Of course, the model.py could be made arbitrarily complex, but that doesn't seem desirable. I can see three possible directions:
1 - add additional model-variant.py files for other types. This ultimately triggers the same limitation, because the number of models that may be supported is limited by the number of models distributed. It may also involve rights issues, because some of these models may contain copyrighted or patented portions.
2 - build models from GGUF, following the --gguf-path approach as per docs/GGUF.md
3 - allow users to bring their own model descriptions.

(2) requires gguf import to track new features, and limits models to those supported bu GGUF.
(3) allows users to build new models, but requires integration for tokenization and and for export (e.g., the HF cache is at present not exportable via AOTI and/or ET afaik)

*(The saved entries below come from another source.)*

// 📐 Schema Registry - Dataset shapes
// Static mapping from dataset name to raw column order, canonical columns,
// date columns and numeric columns.
//
// Input files carry no trustworthy header: the raw column names below are
// assigned positionally, so the raw column count is the only shape check.

use crate::error::SchemaError;
use serde::{Deserialize, Serialize};
use std::fmt;

/// Column that identifies the patient in every dataset.
pub const NAME_COLUMN: &str = "nome";

// ============================================================================
// DATASET
// ============================================================================

#[derive(Debug, Clone, Copy, PartialEq, Eq, Hash, PartialOrd, Ord, Serialize, Deserialize)]
#[serde(rename_all = "snake_case")]
pub enum Dataset {
    LaudosApac,
    SessoesHd,
    EstatisticaMensal,
    EventosCateter,
    FaturamentoGeral,
    FaturamentoConvenio,
}

impl Dataset {
    pub const ALL: [Dataset; 6] = [
        Dataset::LaudosApac,
        Dataset::SessoesHd,
        Dataset::EstatisticaMensal,
        Dataset::EventosCateter,
        Dataset::FaturamentoGeral,
        Dataset::FaturamentoConvenio,
    ];

    /// Table name in the store (also the registry key)
    pub fn table_name(&self) -> &'static str {
        match self {
            Dataset::LaudosApac => "laudos_apac",
            Dataset::SessoesHd => "sessoes_hd",
            Dataset::EstatisticaMensal => "estatistica_mensal",
            Dataset::EventosCateter => "eventos_cateter",
            Dataset::FaturamentoGeral => "faturamento_geral",
            Dataset::FaturamentoConvenio => "faturamento_convenio",
        }
    }

    /// Human-readable title for status surfaces
    pub fn title(&self) -> &'static str {
        match self {
            Dataset::LaudosApac => "Laudos de APAC",
            Dataset::SessoesHd => "Sessões HD (p/ Remarcações)",
            Dataset::EstatisticaMensal => "Estatística Mensal",
            Dataset::EventosCateter => "Eventos de Cateter e FAV",
            Dataset::FaturamentoGeral => "Faturamento Geral (SUS)",
            Dataset::FaturamentoConvenio => "Faturamento Geral (Convênio)",
        }
    }

    pub fn from_name(name: &str) -> Result<Self, SchemaError> {
        let wanted = name.trim();
        Dataset::ALL
            .into_iter()
            .find(|d| d.table_name() == wanted)
            .ok_or_else(|| SchemaError::UnknownDataset(name.to_string()))
    }

    pub fn schema(&self) -> &'static DatasetSchema {
        match self {
            Dataset::LaudosApac => &LAUDOS_APAC,
            Dataset::SessoesHd => &SESSOES_HD,
            Dataset::EstatisticaMensal => &ESTATISTICA_MENSAL,
            Dataset::EventosCateter => &EVENTOS_CATETER,
            Dataset::FaturamentoGeral => &FATURAMENTO_GERAL,
            Dataset::FaturamentoConvenio => &FATURAMENTO_CONVENIO,
        }
    }
}

impl fmt::Display for Dataset {
    fn fmt(&self, f: &mut fmt::Formatter<'_>) -> fmt::Result {
        f.write_str(self.table_name())
    }
}

// ============================================================================
// COLUMN KINDS
// ============================================================================

/// How a canonical column is coerced at ingestion and typed in the store
#[derive(Debug, Clone, Copy, PartialEq, Eq)]
pub enum ColumnKind {
    /// Trimmed text, empty when missing
    Text,
    /// `dd/mm/yyyy HH:MM:SS`, null on parse failure
    Date,
    /// Comma-decimal number, zero on parse failure
    Number,
    /// Number truncated to an integer (session counts)
    Integer,
}

impl ColumnKind {
    pub fn sql_type(&self) -> &'static str {
        match self {
            ColumnKind::Text | ColumnKind::Date => "TEXT",
            ColumnKind::Number => "REAL",
            ColumnKind::Integer => "INTEGER",
        }
    }
}

// ============================================================================
// DATASET SCHEMA
// ============================================================================

#[derive(Debug)]
pub struct DatasetSchema {
    pub dataset: Dataset,
    /// Positional names of the columns as they appear in the input file
    pub raw_columns: &'static [&'static str],
    /// Columns kept in the store, in store order
    pub canonical_columns: &'static [&'static str],
    pub date_columns: &'static [&'static str],
    pub numeric_columns: &'static [&'static str],
    /// Subset of `numeric_columns` truncated to integers after coercion
    pub integer_columns: &'static [&'static str],
}

impl DatasetSchema {
    pub fn raw_column_count(&self) -> usize {
        self.raw_columns.len()
    }

    pub fn raw_index(&self, column: &str) -> Option<usize> {
        self.raw_columns.iter().position(|c| *c == column)
    }

    pub fn canonical_index(&self, column: &str) -> Option<usize> {
        self.canonical_columns.iter().position(|c| *c == column)
    }

    pub fn column_kind(&self, column: &str) -> ColumnKind {
        if self.integer_columns.contains(&column) {
            ColumnKind::Integer
        } else if self.numeric_columns.contains(&column) {
            ColumnKind::Number
        } else if self.date_columns.contains(&column) {
            ColumnKind::Date
        } else {
            ColumnKind::Text
        }
    }
}

/// Look up the schema registered under `dataset`
pub fn get_schema(dataset: &str) -> Result<&'static DatasetSchema, SchemaError> {
    Dataset::from_name(dataset).map(|d| d.schema())
}

// ============================================================================
// REGISTRY
// ============================================================================

const FATURAMENTO_GERAL_COLUMNS: &[&str] = &[
    "posicao", "convenio", "data", "cod_prontuario", "nome", "matricula",
    "numero_guia", "senha_autoriz", "lote", "data_envio", "protocolo", "titulo",
    "data_inc_titulo", "executante", "tipo_atendimento", "servico_material",
    "codigo", "grupo", "quant", "total", "tipo_guia", "programa_tratamento", "tipo_cobranca",
];

const FATURAMENTO_CONVENIO_COLUMNS: &[&str] = &[
    "posicao", "convenio", "data", "cod_prontuario", "nome", "matricula",
    "numero_guia", "senha_autoriz", "lote", "data_envio", "protocolo", "titulo",
    "data_inc_titulo", "executante", "tipo", "servico_material", "codigo",
    "grupo", "quant", "total", "tipo_guia", "programa_tratamento", "tipo_apresentacao", "plano",
];

const BILLING_DATE_COLUMNS: &[&str] = &["data", "data_envio", "data_inc_titulo"];
const BILLING_NUMERIC_COLUMNS: &[&str] = &["quant", "total"];

static LAUDOS_APAC: DatasetSchema = DatasetSchema {
    dataset: Dataset::LaudosApac,
    raw_columns: &[
        "nome", "inicio_prog", "codigo_procedimento", "tratamento_procedimento", "situacao",
        "data_saida", "n_apac", "inicio", "final", "solicitante", "turno", "cns", "cpf",
        "telefone", "cidade", "servico",
    ],
    canonical_columns: &["nome", "tratamento_procedimento", "situacao", "data_saida", "n_apac", "final"],
    date_columns: &["data_saida", "final"],
    numeric_columns: &[],
    integer_columns: &[],
};

static SESSOES_HD: DatasetSchema = DatasetSchema {
    dataset: Dataset::SessoesHd,
    raw_columns: &[
        "nome", "convenio", "hd_normais", "hd_extras", "hd_remarcadas", "falta", "nao_cobra",
        "total_exceto_faltas",
    ],
    canonical_columns: &["nome", "hd_normais", "hd_extras", "hd_remarcadas"],
    date_columns: &[],
    numeric_columns: &["hd_normais", "hd_extras", "hd_remarcadas"],
    integer_columns: &["hd_normais", "hd_extras", "hd_remarcadas"],
};

static ESTATISTICA_MENSAL: DatasetSchema = DatasetSchema {
    dataset: Dataset::EstatisticaMensal,
    raw_columns: &[
        "num", "nome", "dt_nasc", "sexo", "cpf", "cns", "dt_entr", "diag", "cr", "u_pre",
        "u_pos", "n_s", "hep_c", "hbsag", "hiv", "t_centro", "t_proced", "txr", "alta_amb",
        "abandono", "obito",
    ],
    canonical_columns: &["nome", "dt_entr", "hep_c", "hbsag", "hiv", "alta_amb", "obito"],
    date_columns: &["dt_entr"],
    numeric_columns: &[],
    integer_columns: &[],
};

static EVENTOS_CATETER: DatasetSchema = DatasetSchema {
    dataset: Dataset::EventosCateter,
    raw_columns: &[
        "data", "acesso", "nome", "evento", "tipo", "localizacao", "convenio", "nao_cobra",
        "data_cobranca", "medico", "observacoes", "programa_na_data", "programa_ref",
        "programa_atual",
    ],
    canonical_columns: &["data", "acesso", "nome", "evento", "tipo", "localizacao", "convenio", "nao_cobra"],
    date_columns: &["data"],
    numeric_columns: &[],
    integer_columns: &[],
};

static FATURAMENTO_GERAL: DatasetSchema = DatasetSchema {
    dataset: Dataset::FaturamentoGeral,
    raw_columns: FATURAMENTO_GERAL_COLUMNS,
    canonical_columns: FATURAMENTO_GERAL_COLUMNS,
    date_columns: BILLING_DATE_COLUMNS,
    numeric_columns: BILLING_NUMERIC_COLUMNS,
    integer_columns: &[],
};

static FATURAMENTO_CONVENIO: DatasetSchema = DatasetSchema {
    dataset: Dataset::FaturamentoConvenio,
    raw_columns: FATURAMENTO_CONVENIO_COLUMNS,
    canonical_columns: FATURAMENTO_CONVENIO_COLUMNS,
    date_columns: BILLING_DATE_COLUMNS,
    numeric_columns: BILLING_NUMERIC_COLUMNS,
    integer_columns: &[],
};

// ============================================================================
// TESTS
// ============================================================================

#[cfg(test)]
mod tests {
    use super::*;

    #[test]
    fn test_get_schema_known_dataset() {
        let schema = get_schema("sessoes_hd").unwrap();
        assert_eq!(schema.dataset, Dataset::SessoesHd);
        assert_eq!(schema.raw_column_count(), 8);
        assert_eq!(schema.canonical_columns, &["nome", "hd_normais", "hd_extras", "hd_remarcadas"]);
    }

    #[test]
    fn test_get_schema_unknown_dataset() {
        let err = get_schema("pacientes").unwrap_err();
        assert_eq!(err, SchemaError::UnknownDataset("pacientes".to_string()));
    }

    #[test]
    fn test_every_schema_keeps_name_and_known_columns() {
        for dataset in Dataset::ALL {
            let schema = dataset.schema();
            assert_eq!(schema.dataset, dataset);
            assert!(schema.canonical_index(NAME_COLUMN).is_some(), "{dataset} lacks nome");

            // Canonical, date and numeric columns must all come from the raw layout
            for column in schema
                .canonical_columns
                .iter()
                .chain(schema.date_columns)
                .chain(schema.numeric_columns)
            {
                assert!(schema.raw_index(column).is_some(), "{dataset}: {column} not raw");
            }
            for column in schema.integer_columns {
                assert!(schema.numeric_columns.contains(column));
            }
        }
    }

    #[test]
    fn test_raw_column_counts() {
        assert_eq!(Dataset::LaudosApac.schema().raw_column_count(), 16);
        assert_eq!(Dataset::EstatisticaMensal.schema().raw_column_count(), 21);
        assert_eq!(Dataset::EventosCateter.schema().raw_column_count(), 14);
        assert_eq!(Dataset::FaturamentoGeral.schema().raw_column_count(), 23);
        assert_eq!(Dataset::FaturamentoConvenio.schema().raw_column_count(), 24);
    }

    #[test]
    fn test_column_kinds() {
        let schema = Dataset::FaturamentoGeral.schema();
        assert_eq!(schema.column_kind("quant"), ColumnKind::Number);
        assert_eq!(schema.column_kind("data_envio"), ColumnKind::Date);
        assert_eq!(schema.column_kind("nome"), ColumnKind::Text);
        assert_eq!(Dataset::SessoesHd.schema().column_kind("hd_extras"), ColumnKind::Integer);
    }
}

Here's an attempt at implementing a solution that allows users to bring their own models (does not support export, and sidesteps the query formatting by adding support for and using pre-tokenized text inputs) for phi-3-mini:
https://github.com/mikekg/torchchat/tree/phichat

This introduces an option --cuxtom-builder, which can be using the following invocation:

python torchchat.py generate --custom-builder torchchat/model_python/phi-3-mini.py:model_builder --tokenizer-path /content/torchchat/tokenizer.model --prompt "[32010, 739, 471, 263, 6501, 322, 14280, 29891, 4646, 29892, 322, 32007, 2]"

Example run:
https://colab.research.google.com/drive/1HHONUbKqqXU9yU3BIrjH0dRWKdwgY34H?usp=sharing

To make it exportable, we'd want to avoid using components that can't be exported (likely the HF Cache, possibly others), either by changing the source code directly, or using a model rewrited for those components similar to what we use today for quantization in torchchat for aoti & et, or to introduce the et optimization sdpa_with_kv_cache for mobile backends.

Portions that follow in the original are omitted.